How to calculate the average value of the items in a cache?
mariusneo Feb 8, 2016 2:48 AMello,
I was trying to calculate via streams (instead of using the obsolete model of map-reduce) the average temperature of all countries in the weatherapp infinispan sample code :
https://github.com/infinispan/infinispan-embedded-tutorial/compare/step-9...step-10
In order to calculate the average, I want to employ a double summarizer (for getting the sum as well as the count of the elements) :
Source code :
{code}
public void averageCountryTemperatures() {
System.out.println("---------- Average countries temperature ---------");
Map<String, WeatherDataStatistics> resultMap = cache.values().stream()
.collect(CacheCollectors.serializableCollector(() -> groupingBy(LocationWeather::getCountry,
collectingAndThen(
summarizingDouble(locationWeather -> (double) locationWeather.getTemperature()),
dss -> new WeatherDataStatistics(dss.getAverage(), dss.getSum())
)))
);
System.out.printf("Avg of the countries temperatures is : %s \n", resultMap);
}
{code}
(WeatherDataStatistics is serializable, DoubleSummaryStatistics on the other hand is not )

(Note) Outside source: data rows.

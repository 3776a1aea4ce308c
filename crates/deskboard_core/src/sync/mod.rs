//! External boundary adapters.
//!
//! # Responsibility
//! - Reconcile the document's current date against an external clock.
//! - Translate third-party issue records into the internal issue shape.
//!
//! # Invariants
//! - Each adapter makes a single attempt per call; no retry or backoff.
//! - Adapter failures are typed errors or defined fallbacks, never panics.

pub mod github_import;
pub mod time_sync;
use deskboard_core::db::open_db_in_memory;
use deskboard_core::{
    Document, DocumentSlot, IssueService, NewIssueRequest, SqliteDocumentSlot, Store, StoreError,
    Theme,
};
use rusqlite::Connection;
use std::cell::RefCell;
use std::rc::Rc;

fn persisted_document(conn: &Connection) -> Document {
    let slot = SqliteDocumentSlot::try_new(conn).unwrap();
    let body = slot
        .load()
        .unwrap()
        .expect("slot should hold a persisted document");
    serde_json::from_str(&body).unwrap()
}

#[test]
fn initialize_on_empty_slot_persists_the_default_document() {
    let conn = open_db_in_memory().unwrap();
    let store = Store::initialize(SqliteDocumentSlot::try_new(&conn).unwrap()).unwrap();

    assert_eq!(&persisted_document(&conn), store.document());
    assert!(store.document().issues.is_empty());
}

#[test]
fn mutate_notifies_listeners_in_registration_order_with_full_document() {
    let conn = open_db_in_memory().unwrap();
    let mut store = Store::initialize(SqliteDocumentSlot::try_new(&conn).unwrap()).unwrap();

    let calls: Rc<RefCell<Vec<(&'static str, usize)>>> = Rc::new(RefCell::new(Vec::new()));
    let first = Rc::clone(&calls);
    store.subscribe(move |doc| first.borrow_mut().push(("first", doc.issues.len())));
    let second = Rc::clone(&calls);
    store.subscribe(move |doc| second.borrow_mut().push(("second", doc.issues.len())));

    IssueService::new(&mut store)
        .add_issue(NewIssueRequest::titled("Observe me"))
        .unwrap();

    assert_eq!(calls.borrow().as_slice(), [("first", 1), ("second", 1)]);
}

#[test]
fn mutation_is_persisted_whole() {
    let conn = open_db_in_memory().unwrap();
    let mut store = Store::initialize(SqliteDocumentSlot::try_new(&conn).unwrap()).unwrap();

    IssueService::new(&mut store)
        .add_issue(NewIssueRequest::titled("Persist me"))
        .unwrap();

    let persisted = persisted_document(&conn);
    assert_eq!(&persisted, store.document());
    assert_eq!(persisted.issues[0].title, "Persist me");
}

#[test]
fn reinitialize_restores_the_persisted_document() {
    let conn = open_db_in_memory().unwrap();
    let mut store = Store::initialize(SqliteDocumentSlot::try_new(&conn).unwrap()).unwrap();
    IssueService::new(&mut store)
        .add_issue(NewIssueRequest::titled("Survives restart"))
        .unwrap();
    let before = store.document().clone();
    drop(store);

    let reopened = Store::initialize(SqliteDocumentSlot::try_new(&conn).unwrap()).unwrap();
    assert_eq!(reopened.document(), &before);
}

#[test]
fn corrupt_body_falls_back_to_default_and_is_rewritten() {
    let conn = open_db_in_memory().unwrap();
    SqliteDocumentSlot::try_new(&conn)
        .unwrap()
        .save("{not valid json")
        .unwrap();

    let store = Store::initialize(SqliteDocumentSlot::try_new(&conn).unwrap()).unwrap();

    assert!(store.document().issues.is_empty());
    // The slot now holds a well-formed document again.
    assert_eq!(&persisted_document(&conn), store.document());
}

#[test]
fn partial_body_merges_field_by_field_against_default() {
    let conn = open_db_in_memory().unwrap();
    SqliteDocumentSlot::try_new(&conn)
        .unwrap()
        .save(r#"{"theme":"dark","unknownField":1}"#)
        .unwrap();

    let store = Store::initialize(SqliteDocumentSlot::try_new(&conn).unwrap()).unwrap();

    assert_eq!(store.document().theme, Theme::Dark);
    assert!(store.document().issues.is_empty());
    assert!(store.document().filters.search.is_empty());
}

#[test]
fn slot_rejects_unmigrated_connection() {
    let conn = Connection::open_in_memory().unwrap();

    match SqliteDocumentSlot::try_new(&conn) {
        Err(StoreError::UninitializedConnection {
            expected_version,
            actual_version: 0,
        }) => assert!(expected_version > 0),
        other => panic!("expected UninitializedConnection, got {other:?}"),
    }
}

#[test]
fn file_backed_slot_survives_reopen() {
    let dir = tempfile::tempdir().unwrap();
    let db_path = dir.path().join("deskboard.sqlite3");

    {
        let conn = deskboard_core::db::open_db(&db_path).unwrap();
        let mut store = Store::initialize(SqliteDocumentSlot::try_new(&conn).unwrap()).unwrap();
        IssueService::new(&mut store)
            .add_issue(NewIssueRequest::titled("On disk"))
            .unwrap();
    }

    let conn = deskboard_core::db::open_db(&db_path).unwrap();
    let store = Store::initialize(SqliteDocumentSlot::try_new(&conn).unwrap()).unwrap();
    assert_eq!(store.document().issues[0].title, "On disk");
}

Unfortunately the following stacktrace pops out which seems not very much helpful for me as a user of infinispan:
{code}
ERROR: ISPN000073: Unexpected error while replicating
org.infinispan.commons.marshall.NotSerializableException: java.util.DoubleSummaryStatistics
Caused by: an exception which occurred:
in object java.util.DoubleSummaryStatistics@590d97f5
in object java.util.HashMap@8b788f28
in object org.infinispan.stream.impl.StreamResponseCommand@5ffec2a6
Feb 08, 2016 8:41:08 AM org.infinispan.remoting.inboundhandler.BasePerCacheInboundInvocationHandler exceptionHandlingCommand
WARN: ISPN000071: Caught exception when handling command StreamRequestCommand{cacheName='___defaultcache'}
org.infinispan.commons.marshall.NotSerializableException: java.util.DoubleSummaryStatistics
Caused by: an exception which occurred:
in object java.util.DoubleSummaryStatistics@590d97f5
in object java.util.HashMap@8b788f28
in object org.infinispan.stream.impl.StreamResponseCommand@5ffec2a6
{code}
Since there are very various cases in which streams could be used, it would make very much sense to build a solid number of code samples on how to employ the streams.
Two questions arise here :
- How can the problem of calculating averages in the cache can be solved via streams?
- It seems to me (I'm a newbie with infinispan) that the MapReduce utilities still make sense in infinispan because it is much more straightforward from a developer perspective how to get to calculate the average. Doesn't it seem not justified the deprecation of the mapreduce utilities from infinispan?
Thanks in advance for the support,
Marius.